Dataset entries:
impl PolicyGate {
    pub fn new(workspace_root: impl Into<PathBuf>, config: &OrchestratorConfig) -> Self {
        Self {
            workspace_root: workspace_root.into(),
            require_write_approval: config.require_write_approval,
            allow_dangerous_actions: config.allow_dangerous_actions,
        }
    }

    pub fn workspace_root(&self) -> &Path {
        &self.workspace_root
    }

    pub fn classify(&self, action: &RequestedAction) -> PolicyDecision {
        let tier = action.kind.tier();
        let redact = [
            action.path.as_ref().map(|p| p.to_string_lossy().to_string()),
            action.command.clone(),
            action.url.clone(),
        ]
        .iter()
        .flatten()
        .any(|target| looks_secret_like(target));

        let decision = |verdict: PolicyAction, reason: String| PolicyDecision {
            tier,
            action: verdict,
            reason,
            redact,
        };

        if let Some(path) = &action.path {
            if !is_within_root(path, &self.workspace_root) {
                return decision(
                    PolicyAction::Block,
                    format!("out-of-scope: {} is outside the workspace root", action.display_target()),
                );
            }
        }
        if let Some(command) = &action.command {
            if let Some(escape) = self.command_escape(command) {
                return decision(
                    PolicyAction::Block,
                    format!("out-of-scope: command references {} outside the workspace root", escape),
                );
            }
        }

        match tier {
            PolicyTier::Safe => decision(
                PolicyAction::AutoAllow,
                format!("{} is read-only", action.kind.as_str()),
            ),
            PolicyTier::Write if self.require_write_approval => decision(
                PolicyAction::RequireApproval,
                format!("{} modifies the workspace", action.kind.as_str()),
            ),
            PolicyTier::Write => decision(
                PolicyAction::AutoAllow,
                "writes are auto-approved for this run".to_string(),
            ),
            PolicyTier::Dangerous if self.allow_dangerous_actions => decision(
                PolicyAction::RequireApproval,
                format!("{} is a dangerous action and always needs approval", action.kind.as_str()),
            ),
            PolicyTier::Dangerous => decision(
                PolicyAction::Block,
                format!("{} actions are disabled for this run", action.kind.as_str()),
            ),
        }
    }

    /// First token of a shell command that names a path outside the root
    fn command_escape(&self, command: &str) -> Option<String> {
        command
            .split_whitespace()
            .map(|token| token.trim_matches(|c| c == '"' || c == '\''))
            .find(|token| {
                let looks_like_path = token.starts_with('/') || token.starts_with("..") || token.starts_with('~');
                looks_like_path
                    && (token.starts_with('~') || !is_within_root(Path::new(token), &self.workspace_root))
            })
            .map(|token| {
                if looks_secret_like(token) {
                    redact_text(token)
                } else {
                    token.to_string()
                }
            })
    }
}

#[cfg(test)]
mod tests {
    use super::*;
    use serde_json::json;

    fn gate(f: impl FnOnce(&mut OrchestratorConfig)) -> PolicyGate {
        let mut config = OrchestratorConfig::default();
        f(&mut config);
        PolicyGate::new("/work/project", &config)
    }

    #[test]
    fn paths_outside_root_are_blocked_under_every_toggle() {
        let targets = ["/etc/passwd", "../other/file.txt", "src/../../escape.rs", "/work/projectile/x"];
        for (auto_writes, dangerous) in [(false, false), (true, false), (false, true), (true, true)] {
            let gate = gate(|c| {
                c.require_write_approval = !auto_writes;
                c.allow_dangerous_actions = dangerous;
            });
            for target in targets {
                for kind in [ActionKind::Read, ActionKind::Write, ActionKind::Delete] {
                    let decision = gate.classify(&RequestedAction::on_path(kind, target));
                    assert_eq!(decision.action, PolicyAction::Block, "{target} {kind:?}");
                    assert!(decision.reason.starts_with("out-of-scope"));
                }
            }
        }
    }

    #[test]
    fn safe_actions_are_auto_allowed() {
        let gate = gate(|_| {});
        for kind in [ActionKind::Read, ActionKind::Search, ActionKind::List, ActionKind::Diff] {
            let decision = gate.classify(&RequestedAction::on_path(kind, "src/lib.rs"));
            assert_eq!(decision.tier, PolicyTier::Safe);
            assert_eq!(decision.action, PolicyAction::AutoAllow);
        }
    }

    #[test]
    fn writes_need_approval_unless_auto_approved() {
        let action = RequestedAction::on_path(ActionKind::Write, "/work/project/src/main.rs");
        assert_eq!(gate(|_| {}).classify(&action).action, PolicyAction::RequireApproval);
        assert_eq!(
            gate(|c| c.require_write_approval = false).classify(&action).action,
            PolicyAction::AutoAllow
        );
    }

    #[test]
    fn dangerous_actions_are_blocked_then_gated() {
        let action = RequestedAction::shell("cargo test");
        assert_eq!(gate(|_| {}).classify(&action).action, PolicyAction::Block);

        let enabled = gate(|c| {
            c.allow_dangerous_actions = true;
            c.require_write_approval = false;
        });
        assert_eq!(enabled.classify(&action).action, PolicyAction::RequireApproval);
    }

    #[test]
    fn shell_commands_refine_their_kind() {
        assert_eq!(RequestedAction::shell("git push origin main").kind, ActionKind::VcsPush);
        assert_eq!(RequestedAction::shell("npm install left-pad").kind, ActionKind::Install);
        assert_eq!(RequestedAction::shell("curl https://x.dev").kind, ActionKind::Network);
        assert_eq!(RequestedAction::shell("ls -la").kind, ActionKind::Shell);
    }

    #[test]
    fn shell_commands_cannot_reach_outside_root() {
        let gate = gate(|c| c.allow_dangerous_actions = true);
        let decision = gate.classify(&RequestedAction::shell("cat /etc/shadow"));
        assert_eq!(decision.action, PolicyAction::Block);
        let decision = gate.classify(&RequestedAction::shell("cat ~/.ssh/id_rsa"));
        assert_eq!(decision.action, PolicyAction::Block);
        assert!(decision.redact);
    }

    #[test]
    fn secret_targets_are_flagged_for_redaction() {
        let gate = gate(|_| {});
        let decision = gate.classify(&RequestedAction::on_path(ActionKind::Read, ".env"));
        assert_eq!(decision.action, PolicyAction::AutoAllow);
        assert!(decision.redact);

        let decision = gate.classify(&RequestedAction::on_path(ActionKind::Read, "README.md"));
        assert!(!decision.redact);
    }

    #[test]
    fn tool_calls_map_to_actions() {
        let action = RequestedAction::from_tool_call(
            "write",
            &json!({ "filePath": "src/a.rs", "content": "fn main() {}" }),
        )
        .unwrap();
        assert_eq!(action.kind, ActionKind::Write);
        assert_eq!(action.path, Some(PathBuf::from("src/a.rs")));
        assert_eq!(action.content.as_deref(), Some("fn main() {}"));

        let action = RequestedAction::from_tool_call("bash", &json!({ "command": "git push" })).unwrap();
        assert_eq!(action.kind, ActionKind::VcsPush);

        assert!(RequestedAction::from_tool_call("teleport", &json!({})).is_none());
    }

    #[test]
    fn lexical_normalization() {
        assert_eq!(
            normalize_lexically(Path::new("/a/b/../c/./d")),
            Some(PathBuf::from("/a/c/d"))
        );
        assert_eq!(normalize_lexically(Path::new("a/../..")), None);
        assert!(is_within_root(Path::new("x/../y"), Path::new("/root")));
        assert!(!is_within_root(Path::new("/rooted"), Path::new("/root")));
    }
}
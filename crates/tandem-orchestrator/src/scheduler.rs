// Orchestrator Task Scheduler
// DAG validation, runnable selection and failure propagation

use std::collections::{HashMap, HashSet, VecDeque};

use crate::error::OrchestratorError;
use crate::types::{Task, TaskState};

// ============================================================================
// Task Scheduler
// ============================================================================

/// DAG-based task scheduler for orchestration. Ties between runnable tasks are
/// always broken by insertion order in the plan.
pub struct TaskScheduler;

impl TaskScheduler {
    fn completed_ids(tasks: &[Task]) -> HashSet<&str> {
        tasks
            .iter()
            .filter(|t| t.state == TaskState::Done)
            .map(|t| t.id.as_str())
            .collect()
    }

    fn is_ready(task: &Task, completed: &HashSet<&str>) -> bool {
        matches!(task.state, TaskState::Pending | TaskState::Runnable)
            && task
                .dependencies
                .iter()
                .all(|dep| completed.contains(dep.as_str()))
    }

    /// First task (in plan order) whose dependencies are all Done and that is
    /// not already running
    pub fn get_next_runnable(tasks: &[Task]) -> Option<&Task> {
        let completed = Self::completed_ids(tasks);
        tasks.iter().find(|task| Self::is_ready(task, &completed))
    }

    /// Get all runnable tasks, in plan order
    pub fn get_all_runnable(tasks: &[Task]) -> Vec<&Task> {
        let completed = Self::completed_ids(tasks);
        tasks
            .iter()
            .filter(|task| Self::is_ready(task, &completed))
            .collect()
    }

    /// Promote Pending tasks whose dependencies are all Done to Runnable.
    /// Returns the promoted ids.
    pub fn refresh_runnable(tasks: &mut [Task]) -> Vec<String> {
        let completed: HashSet<String> = Self::completed_ids(tasks)
            .into_iter()
            .map(str::to_string)
            .collect();
        let mut promoted = Vec::new();
        for task in tasks.iter_mut() {
            if task.state == TaskState::Pending
                && task.dependencies.iter().all(|dep| completed.contains(dep))
            {
                task.state = TaskState::Runnable;
                promoted.push(task.id.clone());
            }
        }
        promoted
    }

    /// Check if all tasks are completed
    pub fn all_completed(tasks: &[Task]) -> bool {
        tasks.iter().all(|t| t.state == TaskState::Done)
    }

    /// Check if any task has failed
    pub fn any_failed(tasks: &[Task]) -> bool {
        tasks.iter().any(|t| t.state == TaskState::Failed)
    }

    /// No task can make further progress: everything is Done, Failed or Blocked
    pub fn is_settled(tasks: &[Task]) -> bool {
        tasks.iter().all(|t| {
            matches!(
                t.state,
                TaskState::Done | TaskState::Failed | TaskState::Blocked
            )
        })
    }

    /// Some task is validated but waiting for its staged writes to execute
    pub fn any_awaiting_approval(tasks: &[Task]) -> bool {
        tasks.iter().any(|t| t.state == TaskState::AwaitingApproval)
    }

    /// Mark every direct and transitive dependent of a Failed or Blocked task as
    /// Blocked. Blocking is permanent. Returns `(blocked_id, blocked_by)` pairs
    /// in the order they were blocked.
    pub fn block_dependents(tasks: &mut [Task]) -> Vec<(String, String)> {
        let mut newly_blocked = Vec::new();
        loop {
            let dead: HashSet<String> = tasks
                .iter()
                .filter(|t| matches!(t.state, TaskState::Failed | TaskState::Blocked))
                .map(|t| t.id.clone())
                .collect();

            let mut changed = false;
            for task in tasks.iter_mut() {
                if !matches!(task.state, TaskState::Pending | TaskState::Runnable) {
                    continue;
                }
                if let Some(dep) = task.dependencies.iter().find(|dep| dead.contains(*dep)) {
                    task.state = TaskState::Blocked;
                    task.error_message = Some(format!("Blocked by failed dependency {}", dep));
                    newly_blocked.push((task.id.clone(), dep.clone()));
                    changed = true;
                }
            }
            if !changed {
                return newly_blocked;
            }
        }
    }

    /// A topological order of the plan (Kahn's algorithm, ties broken by plan
    /// order), or the cycle that prevents one
    pub fn topological_order(tasks: &[Task]) -> Result<Vec<String>, SchedulerError> {
        let index: HashMap<&str, usize> = tasks
            .iter()
            .enumerate()
            .map(|(i, t)| (t.id.as_str(), i))
            .collect();
        let mut in_degree = vec![0usize; tasks.len()];
        let mut dependents: Vec<Vec<usize>> = vec![Vec::new(); tasks.len()];
        for (i, task) in tasks.iter().enumerate() {
            for dep in &task.dependencies {
                if let Some(&d) = index.get(dep.as_str()) {
                    in_degree[i] += 1;
                    dependents[d].push(i);
                }
            }
        }

        let mut ready: VecDeque<usize> = (0..tasks.len()).filter(|&i| in_degree[i] == 0).collect();
        let mut order = Vec::with_capacity(tasks.len());
        while let Some(i) = ready.pop_front() {
            order.push(tasks[i].id.clone());
            let mut unlocked = Vec::new();
            for &next in &dependents[i] {
                in_degree[next] -= 1;
                if in_degree[next] == 0 {
                    unlocked.push(next);
                }
            }
            unlocked.sort_unstable();
            ready.extend(unlocked);
            ready.make_contiguous().sort_unstable();
        }

        if order.len() == tasks.len() {
            Ok(order)
        } else {
            Err(SchedulerError::CycleDetected {
                path: Self::detect_cycle(tasks).unwrap_or_default(),
            })
        }
    }

    /// First cycle reachable in plan order, as a closed path (`a -> b -> a`).
    /// Dependencies that name unknown tasks are ignored here.
    pub fn detect_cycle(tasks: &[Task]) -> Option<Vec<String>> {
        #[derive(Clone, Copy, PartialEq)]
        enum Mark {
            Unseen,
            OnStack,
            Finished,
        }

        let index: HashMap<&str, usize> = tasks
            .iter()
            .enumerate()
            .map(|(i, t)| (t.id.as_str(), i))
            .collect();
        let mut marks = vec![Mark::Unseen; tasks.len()];

        for root in 0..tasks.len() {
            if marks[root] != Mark::Unseen {
                continue;
            }
            // (task index, next dependency to visit)
            let mut stack: Vec<(usize, usize)> = vec![(root, 0)];
            marks[root] = Mark::OnStack;

            while let Some(frame) = stack.last_mut() {
                let (node, cursor) = *frame;
                let Some(dep) = tasks[node].dependencies.get(cursor) else {
                    marks[node] = Mark::Finished;
                    stack.pop();
                    continue;
                };
                frame.1 += 1;
                let Some(&next) = index.get(dep.as_str()) else {
                    continue;
                };
                match marks[next] {
                    Mark::Finished => {}
                    Mark::Unseen => {
                        marks[next] = Mark::OnStack;
                        stack.push((next, 0));
                    }
                    Mark::OnStack => {
                        let start = stack.iter().position(|(i, _)| *i == next).unwrap_or(0);
                        let mut path: Vec<String> =
                            stack[start..].iter().map(|(i, _)| tasks[*i].id.clone()).collect();
                        path.push(tasks[next].id.clone());
                        return Some(path);
                    }
                }
            }
        }

        None
    }

    /// Validate task graph structure
    pub fn validate(tasks: &[Task], max_tasks: usize) -> Result<(), SchedulerError> {
        if tasks.is_empty() {
            return Err(SchedulerError::EmptyTaskList);
        }

        if tasks.len() > max_tasks {
            return Err(SchedulerError::TooManyTasks {
                count: tasks.len(),
                max: max_tasks,
            });
        }

        let task_ids: HashSet<&str> = tasks.iter().map(|t| t.id.as_str()).collect();
        if task_ids.len() != tasks.len() {
            return Err(SchedulerError::DuplicateTaskId);
        }

        for task in tasks {
            for dep in &task.dependencies {
                if !task_ids.contains(dep.as_str()) {
                    return Err(SchedulerError::InvalidDependency {
                        task_id: task.id.clone(),
                        dependency_id: dep.clone(),
                    });
                }
            }
        }

        Self::topological_order(tasks).map(|_| ())
    }

    /// Get task progress summary
    pub fn get_progress(tasks: &[Task]) -> TaskProgress {
        let mut progress = TaskProgress::default();

        for task in tasks {
            match task.state {
                TaskState::Pending => progress.pending += 1,
                TaskState::Runnable => progress.runnable += 1,
                TaskState::Running => progress.running += 1,
                TaskState::Blocked => progress.blocked += 1,
                TaskState::AwaitingApproval => progress.awaiting_approval += 1,
                TaskState::Done => progress.done += 1,
                TaskState::Failed => progress.failed += 1,
            }
        }

        progress.total = tasks.len();
        progress
    }
}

TASK DETAILS:
From the records above, give again exactly the lines running from the line with "fn is_ready(task: &Task, completed: &HashSet<&str>)" to the line with "pub fn get_all_runnable(tasks: &[Task])", inclusive.

RESULT:
    fn is_ready(task: &Task, completed: &HashSet<&str>) -> bool {
        matches!(task.state, TaskState::Pending | TaskState::Runnable)
            && task
                .dependencies
                .iter()
                .all(|dep| completed.contains(dep.as_str()))
    }

    /// First task (in plan order) whose dependencies are all Done and that is
    /// not already running
    pub fn get_next_runnable(tasks: &[Task]) -> Option<&Task> {
        let completed = Self::completed_ids(tasks);
        tasks.iter().find(|task| Self::is_ready(task, &completed))
    }

    /// Get all runnable tasks, in plan order
    pub fn get_all_runnable(tasks: &[Task]) -> Vec<&Task> {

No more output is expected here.